Kimse laik bir devlette din hizmeti vergilerle finanse edilemez demiyor, vergi kamu hizmetini finanse etmek içindir, bir devlette din hizmeti vergilerle finanse edilir ise din hizmetinin kamu hizmeti olduğu anlaşılır ve bu devlete de laik devlet denemez.

Diyanet İşleri Başkanlığı’nın (DİB) kurumsal, anayasal yapısı Anayasanın temel ilkelerine ve özellikle de 2. Maddesindeki laik devlet ilkesine tamamen aykırı bir yapı; eleştiri oklarının en çok yöneltildiği Başkan Ali Erbaş kanımca hiç de önemli değil, ciddiye alınabilecek biri de değil, Ali gider, Veli gelir,

Ancak, Türkiye’de kendilerine yanlış bir terminoloji ile laik diyen kimileri Diyanet İşleri Başkanlığı’nın kurumsal-anayasal-tarihsel yapısına, finansman biçimine toz kondurmuyorlar, Sünni Müslüman ve Müslüman olmayan vatandaşlarımızın da bu kurumun uygulamalarının finansmanına mecburen, bu kurumdan hizmet almaksızın katılmalarına itiraz etmiyorlar, sonra da kafayı Ali Erbaş’ın Ayasofya’da minbere kılıçla çıkmasına takıyorlar, sanki Ali Erbaş görevden alınsa, yerine de Cumhuriyet ilkelerine daha yakın biri atansa sorun çözümlenecekmiş gibi.

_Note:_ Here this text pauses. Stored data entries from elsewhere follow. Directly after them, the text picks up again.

use parking_lot::{Condvar, Mutex, MutexGuard};
use std::collections::VecDeque;
use std::time::{Duration, Instant};

use crate::error::QueueClosed;

#[derive(Debug)]
struct Inner<T> {
    items: VecDeque<T>,
    closed: bool,
}

/// Unbounded FIFO shared by all players and drained by the dealer.
///
/// Submission order is validation order: whoever completes a candidate first
/// is examined first.
#[derive(Debug)]
pub struct CandidateQueue<T> {
    inner: Mutex<Inner<T>>,
    not_empty: Condvar,
}

impl<T> CandidateQueue<T> {
    pub fn new() -> Self {
        CandidateQueue {
            inner: Mutex::new(Inner {
                items: VecDeque::new(),
                closed: false,
            }),
            not_empty: Condvar::new(),
        }
    }

    fn lock(&self) -> MutexGuard<'_, Inner<T>> {
        self.inner.lock()
    }

    /// Append a candidate. Never blocks.
    pub fn put(&self, item: T) -> Result<(), QueueClosed> {
        let mut inner = self.lock();
        if inner.closed {
            return Err(QueueClosed);
        }
        inner.items.push_back(item);
        self.not_empty.notify_one();
        Ok(())
    }

    /// Pop the oldest candidate, blocking while empty. `None` once closed.
    pub fn take(&self) -> Option<T> {
        let mut inner = self.lock();
        loop {
            if inner.closed {
                return None;
            }
            if let Some(item) = inner.items.pop_front() {
                return Some(item);
            }
            self.not_empty.wait(&mut inner);
        }
    }

    /// Like [`take`](Self::take) but gives up after `timeout`.
    pub fn take_timeout(&self, timeout: Duration) -> Option<T> {
        let deadline = Instant::now() + timeout;
        let mut inner = self.lock();
        loop {
            if inner.closed {
                return None;
            }
            if let Some(item) = inner.items.pop_front() {
                return Some(item);
            }
            if Instant::now() >= deadline {
                return None;
            }
            self.not_empty.wait_until(&mut inner, deadline);
        }
    }

    /// Pop the oldest candidate without waiting.
    pub fn try_take(&self) -> Option<T> {
        let mut inner = self.lock();
        if inner.closed {
            return None;
        }
        inner.items.pop_front()
    }

    /// Close the queue and wake the consumer. Pending candidates are dropped.
    pub fn close(&self) {
        let mut inner = self.lock();
        inner.closed = true;
        inner.items.clear();
        self.not_empty.notify_all();
    }

    pub fn is_closed(&self) -> bool {
        self.lock().closed
    }

    pub fn len(&self) -> usize {
        self.lock().items.len()
    }

    pub fn is_empty(&self) -> bool {
        self.len() == 0
    }
}

impl<T> Default for CandidateQueue<T> {
    fn default() -> Self {
        Self::new()
    }
}

#[cfg(test)]
mod tests {
    use super::*;
    use std::sync::Arc;
    use std::thread;

    #[test]
    fn test_fifo_across_producers() {
        let queue = Arc::new(CandidateQueue::new());
        // Producers submit one after another; order must be preserved.
        for player in 0..4 {
            let queue = Arc::clone(&queue);
            thread::spawn(move || queue.put(player).unwrap())
                .join()
                .unwrap();
        }
        let drained: Vec<_> = std::iter::from_fn(|| queue.try_take()).collect();
        assert_eq!(drained, vec![0, 1, 2, 3]);
    }

    #[test]
    fn test_put_never_blocks() {
        let queue = CandidateQueue::new();
        for i in 0..1000 {
            queue.put(i).unwrap();
        }
        assert_eq!(queue.len(), 1000);
    }

    #[test]
    fn test_take_timeout_expires_when_empty() {
        let queue = CandidateQueue::<u8>::new();
        let start = Instant::now();
        assert_eq!(queue.take_timeout(Duration::from_millis(30)), None);
        assert!(start.elapsed() >= Duration::from_millis(30));
    }

    #[test]
    fn test_take_timeout_wakes_on_put() {
        let queue = Arc::new(CandidateQueue::new());
        let consumer = {
            let queue = Arc::clone(&queue);
            thread::spawn(move || queue.take_timeout(Duration::from_secs(10)))
        };
        thread::sleep(Duration::from_millis(20));
        queue.put("candidate").unwrap();
        assert_eq!(consumer.join().unwrap(), Some("candidate"));
    }

    #[test]
    fn test_close_wakes_blocked_take() {
        let queue = Arc::new(CandidateQueue::<u8>::new());
        let consumer = {
            let queue = Arc::clone(&queue);
            thread::spawn(move || queue.take())
        };
        thread::sleep(Duration::from_millis(20));
        queue.close();
        assert_eq!(consumer.join().unwrap(), None);
        assert_eq!(queue.put(1), Err(QueueClosed));
    }
}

Geçen hafta sosyal medyada gazeteci Fatih Altaylı’nın gırgır bir videosu vardı, Altaylı bu videoda bir Diyanet görevlisini bence de haklı olarak çok sert eleştiriyordu, “verdiğim vergiden boğazından geçen haram olsun (mealen)” diyordu, kısmen haklı yine ama bu eleştiriler sezdiğim kadarıyla edep ve mantık sınırlarını epeydir çok aşmış oldukları görülen bazı DİB görevlilerine yönelikti, Diyanet’in “normal!!!!!” işleyişine yani Musevi, Hristiyan, Alevi, ateist ya da başka bir inanca sahip vatandaşların ödedikleri vergilerle maaş alınmasına bir itiraz yok, bu anlayışa göre DİB Anayasa 136’ya, kendi kanununa göre işlerse cici bir kurum oluyor, kimse laik bir devlette din hizmeti vergilerle finanse edilemez demiyor, vergi kamu hizmetini finanse etmek içindir ve bir hizmet ancak kamu hizmeti ise vergilerle finanse edilebilir, bir devlette din hizmeti vergilerle finanse edilir ise din hizmetinin kamu hizmeti olduğu anlaşılır ve bu devlete de laik devlet denemez.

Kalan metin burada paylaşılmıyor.